Driverless AI offers imbalanced algorithms for use cases where there is a binary, imbalanced target. These algorithms are enabled by default if the target column is considered imbalanced. While they are enabled, Driverless AI may decide to not use them in the final model to avoid poor performance.
While Driverless AI does try imbalanced algorithms by default, they have not generally been found to improve model performance. Note that using imbalanced algorithms also results in a significantly larger final model, because multiple models are combined with different balancing ratios.
Driverless AI provides two types of imbalanced algorithms: ImbalancedXGBoost and ImbalancedLightGBM. These imbalanced algorithms train an XGBoost or LightGBM model multiple times on different samples of data and then combine the predictions of these models together. These models use different samples of data and may use different sampling ratios. (By trying multiple ratios, DAI is more likely to come up with a robust model.)
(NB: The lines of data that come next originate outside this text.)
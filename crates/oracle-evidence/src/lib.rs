// crates/oracle-evidence/src/lib.rs
// ============================================================================
// Module: Oracle Evidence
// Description: Immutable, content-hashed per-resolution evidence snapshots.
// Purpose: Give every `external_auto` resolution a reproducible, atomically
//          written record of exactly what data justified its outcome.
// Dependencies: oracle-core, serde, serde_json, time
// ============================================================================

//! ## Overview
//! A resolution's evidence snapshot is a small canonical JSON document
//! written once, named `<resolution_id>.json`, and never edited afterward.
//! Writing is atomic (temp file + rename) and the reported hash covers the
//! exact bytes on disk, so [`verify_evidence_hash`] can always rehash and
//! compare without ambiguity about formatting.

use std::fs;
use std::path::Path;
use std::path::PathBuf;

use serde::Deserialize;
use serde::Serialize;
use serde_json::Value;

/// Default directory, relative to a working root, holding evidence snapshots.
pub const DEFAULT_EVIDENCE_DIR: &str = "forecasting/evidence";

/// Errors raised writing, reading, or verifying an evidence snapshot.
#[derive(Debug, thiserror::Error)]
pub enum EvidenceError {
    /// The evidence file or its temp sibling could not be read or written.
    #[error("evidence io error on {path}: {source}")]
    Io {
        /// Path the failing operation targeted.
        path: String,
        #[source]
        source: std::io::Error,
    },
    /// The snapshot payload failed to serialize to JSON.
    #[error("failed to serialize evidence snapshot: {0}")]
    Serialize(#[from] serde_json::Error),
    /// The evidence snapshot file does not exist.
    #[error("no evidence snapshot found for resolution_id {0}")]
    NotFound(String),
    /// The `snapshot_utc` timestamp could not be formatted.
    #[error("failed to format snapshot timestamp: {0}")]
    Timestamp(#[from] oracle_core::TimestampParseError),
}

/// A single resolution's immutable evidence snapshot.
#[derive(Debug, Clone, Serialize, Deserialize)]
pub struct EvidenceSnapshot {
    /// The resolution this snapshot justifies.
    pub resolution_id: String,
    /// The run the resolving data was read from.
    pub run_id: String,
    /// The data-cutoff timestamp of the resolving run, if declared.
    #[serde(default)]
    pub data_cutoff_utc: Option<String>,
    /// The dotted path (or `compiled_fields` key) the value was read from.
    pub path_used: String,
    /// The raw extracted value, as JSON (number, string, bool, or null).
    pub extracted_value: Value,
    /// A human-readable description of the rule applied to `extracted_value`.
    pub rule_applied: String,
    /// RFC 3339 timestamp the snapshot was written at, stamped by
    /// [`write_snapshot`] rather than supplied by the caller.
    pub snapshot_utc: String,
}

/// Ensures the evidence directory exists, creating it (and parents) if not.
///
/// # Errors
///
/// Returns [`EvidenceError::Io`] if the directory cannot be created.
pub fn ensure_evidence_dir(dir: &Path) -> Result<(), EvidenceError> {
    fs::create_dir_all(dir).map_err(|source| EvidenceError::Io {
        path: dir.display().to_string(),
        source,
    })
}

/// The on-disk path an evidence snapshot for `resolution_id` would live at.
#[must_use]
pub fn snapshot_path(dir: &Path, resolution_id: &str) -> PathBuf {
    dir.join(format!("{resolution_id}.json"))
}

/// Writes an evidence snapshot, stamping `snapshot_utc` to `now`, and
/// returns its on-disk path and `sha256:<hex>` content hash.
///
/// Serialization uses sorted keys (via `serde_json::Value`'s `BTreeMap`
/// backing) and 2-space indentation so the hash is reproducible across
/// runs. The write is atomic: content is written to a `.tmp` sibling first,
/// then renamed into place; the temp file is removed on any failure.
///
/// # Errors
///
/// Returns [`EvidenceError::Io`] if the directory cannot be prepared or the
/// file cannot be written/renamed, or [`EvidenceError::Serialize`] if the
/// snapshot fails to serialize.
pub fn write_snapshot(
    dir: &Path,
    resolution_id: &str,
    mut snapshot: EvidenceSnapshot,
    now: time::OffsetDateTime,
) -> Result<(PathBuf, String), EvidenceError> {
    ensure_evidence_dir(dir)?;
    snapshot.snapshot_utc = oracle_core::format_utc(now)?;

    let canonical: Value = serde_json::to_value(&snapshot)?;
    let bytes = serde_json::to_vec_pretty(&sort_value(&canonical))?;
    let hash = oracle_core::hash_bytes_prefixed(&bytes);

    let final_path = snapshot_path(dir, resolution_id);
    let tmp_path = dir.join(format!("{resolution_id}.json.tmp"));

    let write_result = fs::write(&tmp_path, &bytes).map_err(|source| EvidenceError::Io {
        path: tmp_path.display().to_string(),
        source,
    });
    if let Err(err) = write_result {
        let _ = fs::remove_file(&tmp_path);
        return Err(err);
    }

    if let Err(source) = fs::rename(&tmp_path, &final_path) {
        let _ = fs::remove_file(&tmp_path);
        return Err(EvidenceError::Io { path: final_path.display().to_string(), source });
    }

    Ok((final_path, hash))
}

/// Reads a previously written evidence snapshot back from disk.
///
/// # Errors
///
/// Returns [`EvidenceError::NotFound`] if no snapshot exists for
/// `resolution_id`, or [`EvidenceError::Serialize`] if the file on disk is
/// not valid JSON (corruption is never silently tolerated).
pub fn read_evidence_snapshot(
    dir: &Path,
    resolution_id: &str,
) -> Result<EvidenceSnapshot, EvidenceError> {
    let path = snapshot_path(dir, resolution_id);
    if !path.exists() {
        return Err(EvidenceError::NotFound(resolution_id.to_string()));
    }
    let bytes = fs::read(&path)
        .map_err(|source| EvidenceError::Io { path: path.display().to_string(), source })?;
    Ok(serde_json::from_slice(&bytes)?)
}

/// Rehashes the on-disk evidence file for `resolution_id` and compares it to
/// `expected_hash` (a `sha256:<hex>` string).
///
/// Returns `Ok(false)` (not an error) when the file exists but the hash
/// differs, since a hash mismatch is a data-integrity finding, not an I/O
/// failure.
///
/// # Errors
///
/// Returns [`EvidenceError::NotFound`] if no snapshot file exists for
/// `resolution_id`.
pub fn verify_evidence_hash(
    dir: &Path,
    resolution_id: &str,
    expected_hash: &str,
) -> Result<bool, EvidenceError> {
    let path = snapshot_path(dir, resolution_id);
    if !path.exists() {
        return Err(EvidenceError::NotFound(resolution_id.to_string()));
    }
    let bytes = fs::read(&path)
        .map_err(|source| EvidenceError::Io { path: path.display().to_string(), source })?;
    Ok(oracle_core::hash_bytes_prefixed(&bytes) == expected_hash)
}

/// Lists the resolution-id stems of every evidence snapshot file present in
/// `dir`, sorted ascending. Returns an empty list if `dir` does not exist.
///
/// # Errors
///
/// Returns [`EvidenceError::Io`] if `dir` exists but cannot be read.
pub fn list_evidence_files(dir: &Path) -> Result<Vec<String>, EvidenceError> {
    if !dir.exists() {
        return Ok(Vec::new());
    }
    let mut ids = Vec::new();
    for entry in
        fs::read_dir(dir).map_err(|source| EvidenceError::Io { path: dir.display().to_string(), source })?
    {
        let entry = entry.map_err(|source| EvidenceError::Io { path: dir.display().to_string(), source })?;
        let path = entry.path();
        if path.extension().and_then(|e| e.to_str()) != Some("json") {
            continue;
        }
        if let Some(stem) = path.file_stem().and_then(|s| s.to_str()) {
            ids.push(stem.to_string());
        }
    }
    ids.sort();
    Ok(ids)
}

/// Recursively sorts a JSON value's object keys, so repeated serialization
/// of logically-equal documents produces byte-identical output.
fn sort_value(value: &Value) -> Value {
    match value {
        Value::Object(map) => {
            let mut sorted = serde_json::Map::new();
            let mut keys: Vec<&String> = map.keys().collect();
            keys.sort();
            for key in keys {
                sorted.insert(key.clone(), sort_value(&map[key]));
            }
            Value::Object(sorted)
        }
        Value::Array(items) => Value::Array(items.iter().map(sort_value).collect()),
        other => other.clone(),
    }
}

#[cfg(test)]
mod tests {
    #![allow(
        clippy::unwrap_used,
        clippy::expect_used,
        clippy::panic,
        reason = "test-only assertions"
    )]
    use super::*;

    fn sample(resolution_id: &str) -> EvidenceSnapshot {
        EvidenceSnapshot {
            resolution_id: resolution_id.to_string(),
            run_id: "RUN_20260415".to_string(),
            data_cutoff_utc: Some("2026-04-15T00:00:00Z".to_string()),
            path_used: "compiled_fields.current_state.rial_usd_rate.market".to_string(),
            extracted_value: serde_json::json!(1_250_000),
            rule_applied: "threshold_gte:1200000".to_string(),
            snapshot_utc: String::new(),
        }
    }

    #[test]
    fn write_then_verify_round_trips() {
        let tmp = tempfile::tempdir().unwrap();
        let now = oracle_core::parse_utc("2026-04-22T00:00:00Z").unwrap();
        let (path, hash) = write_snapshot(tmp.path(), "res_1", sample("res_1"), now).unwrap();
        assert!(path.exists());
        assert!(hash.starts_with("sha256:"));
        assert!(verify_evidence_hash(tmp.path(), "res_1", &hash).unwrap());
    }

    #[test]
    fn verify_detects_tamper() {
        let tmp = tempfile::tempdir().unwrap();
        let now = oracle_core::parse_utc("2026-04-22T00:00:00Z").unwrap();
        let (path, hash) = write_snapshot(tmp.path(), "res_1", sample("res_1"), now).unwrap();
        fs::write(&path, b"{}").unwrap();
        assert!(!verify_evidence_hash(tmp.path(), "res_1", &hash).unwrap());
    }

    #[test]
    fn read_missing_snapshot_is_not_found() {
        let tmp = tempfile::tempdir().unwrap();
        let err = read_evidence_snapshot(tmp.path(), "res_missing").unwrap_err();
        assert!(matches!(err, EvidenceError::NotFound(_)));
    }

    #[test]
    fn list_evidence_files_sorted_stems() {
        let tmp = tempfile::tempdir().unwrap();
        let now = oracle_core::parse_utc("2026-04-22T00:00:00Z").unwrap();
        write_snapshot(tmp.path(), "res_b", sample("res_b"), now).unwrap();
        write_snapshot(tmp.path(), "res_a", sample("res_a"), now).unwrap();
        let ids = list_evidence_files(tmp.path()).unwrap();
        assert_eq!(ids, vec!["res_a".to_string(), "res_b".to_string()]);
    }

    #[test]
    fn empty_directory_lists_no_files() {
        let tmp = tempfile::tempdir().unwrap();
        let missing_dir = tmp.path().join("does_not_exist");
        assert!(list_evidence_files(&missing_dir).unwrap().is_empty());
    }
}
// crates/oracle-scorer/src/aggregate.rs
// ============================================================================
// Module: Score Aggregation
// Description: Joins forecasts to resolutions, classifies coverage, and
//              folds binary/multinomial scoring into the per-forecaster,
//              per-mode, per-type, and per-event breakdowns a scorecard
//              reports.
// Purpose: One place that knows how a `ForecastRecord` and its (possibly
//          absent, possibly corrected) `ResolutionRecord` become a scored
//          observation, so `binary.rs`/`multinomial.rs` stay pure math.
// Dependencies: oracle-baseline, oracle-catalog, oracle-core, oracle-ledger
// ============================================================================

use std::collections::BTreeMap;

use oracle_catalog::EventCatalog;
use oracle_catalog::EventDef;
use oracle_core::ResolutionMode;
use oracle_core::UNKNOWN_OUTCOME;
use oracle_ledger::CorrectionRecord;
use oracle_ledger::ForecastRecord;
use oracle_ledger::ResolutionRecord;
use serde::Serialize;

use crate::binary;
use crate::calibration::Calibration;
use crate::calibration::compute_calibration;
use crate::error::ScorerError;
use crate::multinomial;
use crate::multinomial::EffectiveObservation;
use crate::multinomial::MultinomialObservation;

/// `forecaster_id` of the live, non-baseline, non-ensemble forecaster whose
/// accuracy is reported as the primary signal.
const PRIMARY_FORECASTER_ID: &str = oracle_forecast::BASE_FORECASTER_ID;

/// The default mode filter for [`ModeFilterKind::Core`].
const CORE_MODES: [ResolutionMode; 2] = [ResolutionMode::ExternalAuto, ResolutionMode::ExternalManual];
/// The mode filter for [`ModeFilterKind::ClaimsInferred`].
const CLAIMS_INFERRED_MODES: [ResolutionMode; 1] = [ResolutionMode::ClaimsInferred];
/// The mode filter for [`ModeFilterKind::Combined`]: every mode, unfiltered.
const COMBINED_MODES: [ResolutionMode; 3] =
    [ResolutionMode::ExternalAuto, ResolutionMode::ExternalManual, ResolutionMode::ClaimsInferred];

// ============================================================================
// SECTION: Counts and Coverage
// ============================================================================

/// Raw record counts across every forecast matched against `resolutions`
/// (after corrections), regardless of forecaster.
#[derive(Debug, Clone, Copy, PartialEq, Eq, Default, Serialize)]
pub struct ScoreCounts {
    /// Total forecast records present.
    pub total_forecasts: u64,
    /// Forecasts with a matching resolution record, known or `UNKNOWN`.
    pub resolved: u64,
    /// Forecasts with no matching resolution record yet.
    pub unresolved: u64,
    /// Forecasts the forecaster declined to produce a live distribution
    /// for.
    pub abstained: u64,
    /// Forecasts whose matching resolution resolved to `UNKNOWN`.
    pub unknown: u64,
}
When your experiment is complete, you can find more details about what bagging was performed in the experiment AutoDoc. For a sample AutoDoc, view the blog post on this topic.
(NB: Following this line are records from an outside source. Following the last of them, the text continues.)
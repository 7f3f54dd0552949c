//! Simulation module - headless delivery runs for accuracy measurement
//!
//! Provides tools to run the bowling machine without rendering, collecting
//! landing accuracy metrics across many deliveries.

pub mod app_builder;
pub mod runner;

pub use app_builder::HeadlessAppBuilder;
pub use runner::{DeliveryStats, RunConfig, run_deliveries};
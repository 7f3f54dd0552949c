//! Events module - delivery notification types and the event bus

mod bus;
mod types;

pub use bus::*;
pub use types::*;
For more information on imbalanced modeling sampling methods, see Imbalanced Model Sampling Methods.
Enabling imbalanced algorithms¶
The following steps describe how to enable only imbalanced algorithms:
On the Experiment Setup page, click Expert Settings.
In the Expert Settings window, click on the Training -> Models subtab.
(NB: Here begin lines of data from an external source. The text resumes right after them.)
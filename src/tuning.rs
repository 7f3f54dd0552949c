//! Global simulation tuning settings (decoupled from the machine itself)

use bevy::prelude::Resource;
use serde::{Deserialize, Serialize};

use crate::constants::*;

// Serde default functions for fields added after the first config format
fn default_heading_band_min() -> f32 {
    HEADING_BAND_MIN
}
fn default_heading_band_max() -> f32 {
    HEADING_BAND_MAX
}
fn default_heading_angle_limit() -> f32 {
    HEADING_ANGLE_LIMIT
}
fn default_final_approach_min() -> f32 {
    FINAL_APPROACH_MIN
}
fn default_pitch_momentum_boost() -> f32 {
    PITCH_MOMENTUM_BOOST
}

/// Path to global bowling tuning config
pub const BOWLING_TUNING_FILE: &str = "config/bowling_tuning.json";

/// Serializable tuning values stored in config
#[derive(Debug, Clone, Serialize, Deserialize)]
pub struct BowlingTuning {
    pub nominal_speed: f32,
    pub gravity: f32,
    pub air_drag: f32,
    pub roll_friction: f32,
    pub min_vertical_speed: f32,
    pub target_margin: f32,
    pub target_shrink: f32,
    pub pitch_energy_loss: f32,
    pub pitch_min_forward_speed: f32,
    pub pitch_bounce_height: f32,
    pub flat_bounce_height: f32,
    pub flat_delivery_threshold: f32,
    pub ground_energy_loss: f32,
    pub ground_min_speed: f32,
    pub ground_bounce_height: f32,
    // Correction tuning fields
    #[serde(default = "default_heading_band_min")]
    pub heading_band_min: f32,
    #[serde(default = "default_heading_band_max")]
    pub heading_band_max: f32,
    #[serde(default = "default_heading_angle_limit")]
    pub heading_angle_limit: f32,
    #[serde(default = "default_final_approach_min")]
    pub final_approach_min: f32,
    #[serde(default = "default_pitch_momentum_boost")]
    pub pitch_momentum_boost: f32,
}

impl Default for BowlingTuning {
    fn default() -> Self {
        Self {
            nominal_speed: NOMINAL_SPEED,
            gravity: GRAVITY,
            air_drag: BALL_AIR_DRAG,
            roll_friction: BALL_ROLL_FRICTION,
            min_vertical_speed: MIN_VERTICAL_SPEED,
            target_margin: TARGET_MARGIN,
            target_shrink: TARGET_SHRINK,
            pitch_energy_loss: PITCH_ENERGY_LOSS,
            pitch_min_forward_speed: PITCH_MIN_FORWARD_SPEED,
            pitch_bounce_height: PITCH_BOUNCE_HEIGHT,
            flat_bounce_height: FLAT_BOUNCE_HEIGHT,
            flat_delivery_threshold: FLAT_DELIVERY_THRESHOLD,
            ground_energy_loss: GROUND_ENERGY_LOSS,
            ground_min_speed: GROUND_MIN_SPEED,
            ground_bounce_height: GROUND_BOUNCE_HEIGHT,
            heading_band_min: default_heading_band_min(),
            heading_band_max: default_heading_band_max(),
            heading_angle_limit: default_heading_angle_limit(),
            final_approach_min: default_final_approach_min(),
            pitch_momentum_boost: default_pitch_momentum_boost(),
        }
    }
}

impl BowlingTuning {
    pub fn apply_to(&self, tweaks: &mut BowlingTweaks) {
        tweaks.nominal_speed = self.nominal_speed;
        tweaks.gravity = self.gravity;
        tweaks.air_drag = self.air_drag;
        tweaks.roll_friction = self.roll_friction;
        tweaks.min_vertical_speed = self.min_vertical_speed;
        tweaks.target_margin = self.target_margin;
        tweaks.target_shrink = self.target_shrink;
        tweaks.pitch_energy_loss = self.pitch_energy_loss;
        tweaks.pitch_min_forward_speed = self.pitch_min_forward_speed;
        tweaks.pitch_bounce_height = self.pitch_bounce_height;
        tweaks.flat_bounce_height = self.flat_bounce_height;
        tweaks.flat_delivery_threshold = self.flat_delivery_threshold;
        tweaks.ground_energy_loss = self.ground_energy_loss;
        tweaks.ground_min_speed = self.ground_min_speed;
        tweaks.ground_bounce_height = self.ground_bounce_height;
        // Correction fields
        tweaks.heading_band_min = self.heading_band_min;
        tweaks.heading_band_max = self.heading_band_max;
        tweaks.heading_angle_limit = self.heading_angle_limit;
        tweaks.final_approach_min = self.final_approach_min;
        tweaks.pitch_momentum_boost = self.pitch_momentum_boost;
    }
}

/// Runtime-adjustable bowling values for tweaking machine behavior
#[derive(Resource, Debug, Clone)]
pub struct BowlingTweaks {
    pub nominal_speed: f32,
    pub gravity: f32,
    pub air_drag: f32,
    pub roll_friction: f32,
    pub min_vertical_speed: f32,
    pub target_margin: f32,
    pub target_shrink: f32,
    pub pitch_energy_loss: f32,
    pub pitch_min_forward_speed: f32,
    pub pitch_bounce_height: f32,
    pub flat_bounce_height: f32,
    pub flat_delivery_threshold: f32,
    pub ground_energy_loss: f32,
    pub ground_min_speed: f32,
    pub ground_bounce_height: f32,
    // Correction tuning fields
    pub heading_band_min: f32,
    pub heading_band_max: f32,
    pub heading_angle_limit: f32,
    pub final_approach_min: f32,
    pub pitch_momentum_boost: f32,
}

impl Default for BowlingTweaks {
    fn default() -> Self {
        let defaults = BowlingTuning::default();
        Self {
            nominal_speed: defaults.nominal_speed,
            gravity: defaults.gravity,
            air_drag: defaults.air_drag,
            roll_friction: defaults.roll_friction,
            min_vertical_speed: defaults.min_vertical_speed,
            target_margin: defaults.target_margin,
            target_shrink: defaults.target_shrink,
            pitch_energy_loss: defaults.pitch_energy_loss,
            pitch_min_forward_speed: defaults.pitch_min_forward_speed,
            pitch_bounce_height: defaults.pitch_bounce_height,
            flat_bounce_height: defaults.flat_bounce_height,
            flat_delivery_threshold: defaults.flat_delivery_threshold,
            ground_energy_loss: defaults.ground_energy_loss,
            ground_min_speed: defaults.ground_min_speed,
            ground_bounce_height: defaults.ground_bounce_height,
            heading_band_min: defaults.heading_band_min,
            heading_band_max: defaults.heading_band_max,
            heading_angle_limit: defaults.heading_angle_limit,
            final_approach_min: defaults.final_approach_min,
            pitch_momentum_boost: defaults.pitch_momentum_boost,
        }
    }
}

pub fn load_bowling_tuning_from_file(path: &str) -> Result<BowlingTuning, String> {
    let contents =
        std::fs::read_to_string(path).map_err(|e| format!("Failed to read {}: {}", path, e))?;
    serde_json::from_str(&contents).map_err(|e| format!("Failed to parse {}: {}", path, e))
}

pub fn apply_global_tuning(tweaks: &mut BowlingTweaks) -> Result<(), String> {
    match load_bowling_tuning_from_file(BOWLING_TUNING_FILE) {
        Ok(tuning) => {
            tuning.apply_to(tweaks);
            Ok(())
        }
        Err(err) => {
            BowlingTuning::default().apply_to(tweaks);
            Err(err)
        }
    }
}

#[cfg(test)]
mod tests {
    use super::*;

    #[test]
    fn test_tuning_applies_to_tweaks() {
        let mut tuning = BowlingTuning::default();
        tuning.nominal_speed = 32.0;
        tuning.pitch_energy_loss = 0.3;

        let mut tweaks = BowlingTweaks::default();
        tuning.apply_to(&mut tweaks);
        assert_eq!(tweaks.nominal_speed, 32.0);
        assert_eq!(tweaks.pitch_energy_loss, 0.3);
    }

    #[test]
    fn test_config_missing_correction_fields_uses_defaults() {
        // Old config files predate the correction fields
        let json = serde_json::to_string(&BowlingTuning::default()).unwrap();
        let mut value: serde_json::Value = serde_json::from_str(&json).unwrap();
        value.as_object_mut().unwrap().remove("heading_angle_limit");
        let parsed: BowlingTuning = serde_json::from_value(value).unwrap();
        assert_eq!(parsed.heading_angle_limit, HEADING_ANGLE_LIMIT);
    }
}
//! Surface contact detection and bounce response
//!
//! The bounce intentionally minimizes deviation from the planned trajectory
//! (speed floor plus a fixed low bounce height) instead of simulating a
//! physically natural rebound: the correctness criterion is landing accuracy,
//! not bounce realism.

use bevy::prelude::*;

use crate::ball::{AngularVelocity, Ball, BallCondition, BallFlight, Velocity};
use crate::bowling::delivery::{DeliveryPlan, LastDeliveryInfo};
use crate::bowling::target::zone_rect;
use crate::constants::*;
use crate::events::{DeliveryEvent, EventBus};
use crate::helpers::flatten;
use crate::tuning::BowlingTweaks;
use crate::world::{SurfaceKind, TargetZone, Wicket};

/// One contact event, produced per collision and consumed immediately
#[derive(Debug, Clone, Copy)]
pub struct SurfaceContact {
    pub point: Vec3,
    pub normal: Vec3,
    pub velocity: Vec3,
    pub kind: SurfaceKind,
}

/// Post-pitch velocity: flattened incoming direction, energy loss and
/// momentum boost with a forward-speed floor, fixed bounce height (the flat
/// constant when the ball arrives shallow).
pub fn pitch_bounce_velocity(incoming: Vec3, tweaks: &BowlingTweaks) -> Vec3 {
    let horizontal = flatten(incoming);
    let speed = horizontal.length();
    let dir = if speed > 1e-5 {
        horizontal / speed
    } else {
        Vec3::Z
    };

    let forward = (speed * (1.0 - tweaks.pitch_energy_loss) * tweaks.pitch_momentum_boost)
        .max(tweaks.pitch_min_forward_speed);
    let vertical = if incoming.y.abs() < tweaks.flat_delivery_threshold {
        tweaks.flat_bounce_height
    } else {
        tweaks.pitch_bounce_height
    };

    Vec3::new(dir.x * forward, vertical, dir.z * forward)
}

/// Post-ground-bounce velocity. Vertical speed decays with restitution and is
/// capped, so repeated bounces settle instead of ringing forever.
pub fn ground_bounce_velocity(incoming: Vec3, tweaks: &BowlingTweaks) -> Vec3 {
    let horizontal = flatten(incoming);
    let speed = horizontal.length();
    let dir = if speed > 1e-5 {
        horizontal / speed
    } else {
        Vec3::Z
    };

    let forward = (speed * (1.0 - tweaks.ground_energy_loss)).max(tweaks.ground_min_speed);
    let vertical = (incoming.y.abs() * GROUND_RESTITUTION).min(tweaks.ground_bounce_height);

    Vec3::new(dir.x * forward, vertical, dir.z * forward)
}

/// Detect ball/surface contacts, route them by surface kind, and apply the
/// bounce response. Detection and response run in one pass so the response
/// always sees the contact-frame velocity.
pub fn ball_surface_response(
    tweaks: Res<BowlingTweaks>,
    mut condition: ResMut<BallCondition>,
    mut info: ResMut<LastDeliveryInfo>,
    mut bus: ResMut<EventBus>,
    mut ball_query: Query<
        (
            &mut Transform,
            &mut Velocity,
            &mut AngularVelocity,
            &mut BallFlight,
            &DeliveryPlan,
        ),
        With<Ball>,
    >,
    zone_query: Query<(&TargetZone, &Transform), Without<Ball>>,
    wicket_query: Query<(&Transform, &Wicket), (Without<Ball>, Without<TargetZone>)>,
) {
    let rect = zone_query
        .single()
        .ok()
        .map(|(zone, transform)| zone_rect(zone, transform));

    for (mut transform, mut velocity, mut spin, mut flight, plan) in &mut ball_query {
        if flight.stopped {
            continue;
        }

        let pos = transform.translation;

        // Wicket: report once, never deflect
        if !flight.wicket_hit {
            for (wicket_transform, wicket) in &wicket_query {
                let rel = pos - wicket_transform.translation;
                let reach = wicket.half_extents + Vec3::splat(BALL_RADIUS);
                if rel.x.abs() <= reach.x && rel.y.abs() <= reach.y && rel.z.abs() <= reach.z {
                    let contact = SurfaceContact {
                        point: pos,
                        normal: -flatten(velocity.0).normalize_or_zero(),
                        velocity: velocity.0,
                        kind: SurfaceKind::Wicket,
                    };
                    route_contact(
                        contact, plan, &tweaks, &mut transform, &mut velocity, &mut spin,
                        &mut flight, &mut condition, &mut info, &mut bus,
                    );
                    break;
                }
            }
        }

        // Ground plane while descending
        let ground_y = rect.map(|r| r.ground_y).unwrap_or(GROUND_Y);
        let rest_height = ground_y + BALL_RADIUS;
        if velocity.0.y < 0.0 && transform.translation.y <= rest_height {
            // Back-interpolate along the velocity to the exact plane crossing
            let t_back = (rest_height - transform.translation.y) / velocity.0.y;
            let contact_point = transform.translation + velocity.0 * t_back;
            transform.translation = contact_point;

            let on_pitch = rect
                .map(|r| r.contains_xz(contact_point.x, contact_point.z))
                .unwrap_or(false);
            let kind = if !flight.has_landed && on_pitch {
                SurfaceKind::PitchingArea
            } else {
                SurfaceKind::Ground
            };
            let contact = SurfaceContact {
                point: Vec3::new(contact_point.x, ground_y, contact_point.z),
                normal: Vec3::Y,
                velocity: velocity.0,
                kind,
            };
            route_contact(
                contact, plan, &tweaks, &mut transform, &mut velocity, &mut spin, &mut flight,
                &mut condition, &mut info, &mut bus,
            );
        }
    }
}

/// Dispatch one contact to its response by surface kind.
#[allow(clippy::too_many_arguments)]
fn route_contact(
    contact: SurfaceContact,
    plan: &DeliveryPlan,
    tweaks: &BowlingTweaks,
    transform: &mut Transform,
    velocity: &mut Velocity,
    spin: &mut AngularVelocity,
    flight: &mut BallFlight,
    condition: &mut BallCondition,
    info: &mut LastDeliveryInfo,
    bus: &mut EventBus,
) {
    match contact.kind {
        SurfaceKind::PitchingArea => {
            // Terminal event for the aim phase: score the landing first
            let error = flatten(contact.point - plan.target).length();
            info.landing_error = Some(error);
            info!(
                "delivery {} pitched {:.2} m from target at ({:.2}, {:.2})",
                plan.id, error, contact.point.x, contact.point.z
            );
            bus.emit(DeliveryEvent::BallLanded {
                delivery_id: plan.id,
                point: (contact.point.x, contact.point.z),
                error,
            });

            velocity.0 = pitch_bounce_velocity(contact.velocity, tweaks);
            flight.has_landed = true;
            flight.bounce_count += 1;
            flight.last_ground_bounce = flight.airtime;
            condition.roughen(ROUGHNESS_PER_PITCH);
        }
        SurfaceKind::Ground => {
            // Duplicate-contact guard: ignore bounces inside the interval
            if flight.airtime - flight.last_ground_bounce < GROUND_BOUNCE_INTERVAL {
                return;
            }

            let bounced = ground_bounce_velocity(contact.velocity, tweaks);
            // Too little rebound to clear the ball's own radius: roll instead
            let rebound_height =
                (bounced.y * bounced.y) / (2.0 * tweaks.gravity);
            if rebound_height > BALL_RADIUS * BOUNCE_HEIGHT_MULT {
                velocity.0 = bounced;
            } else {
                velocity.0 = Vec3::new(bounced.x, 0.0, bounced.z);
                flight.rolling = true;
                transform.translation.y = contact.point.y + BALL_RADIUS;
            }
            spin.0 *= SPIN_DAMP_PER_BOUNCE;
            flight.bounce_count += 1;
            flight.last_ground_bounce = flight.airtime;
            condition.roughen(ROUGHNESS_PER_BOUNCE);
        }
        SurfaceKind::Wicket => {
            flight.wicket_hit = true;
            info!("delivery {} hit the wicket", plan.id);
            bus.emit(DeliveryEvent::WicketHit { delivery_id: plan.id });
        }
    }
}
For the Include specific models setting, click the Select Values button.
On the Selected Included Models page, click Uncheck All, and then select only the imbalanced algorithms: ImbalancedXGBoost and ImbalancedLightGBM. Click Done to confirm your selection.
In the Expert Settings window, click the Save button.
This section describes additional tips you can make use of when enabling imbalanced algorithms.
Ensure that you select a scorer that is not biased by imbalanced data. We recommend using the following scorers:
MCC: A proportion of true negatives is used instead of an absolute number. (In imbalanced use cases, you have a high count of true negatives.)
AUCPR: In this calculation, true negatives are not used at all.
A weight column can be used to internally upsample the rare events. If you create a weight column that has a value of 10 when the target is positive and otherwise is 1, it tells the algorithms internally to consider getting the positive class correct as being ten times more important.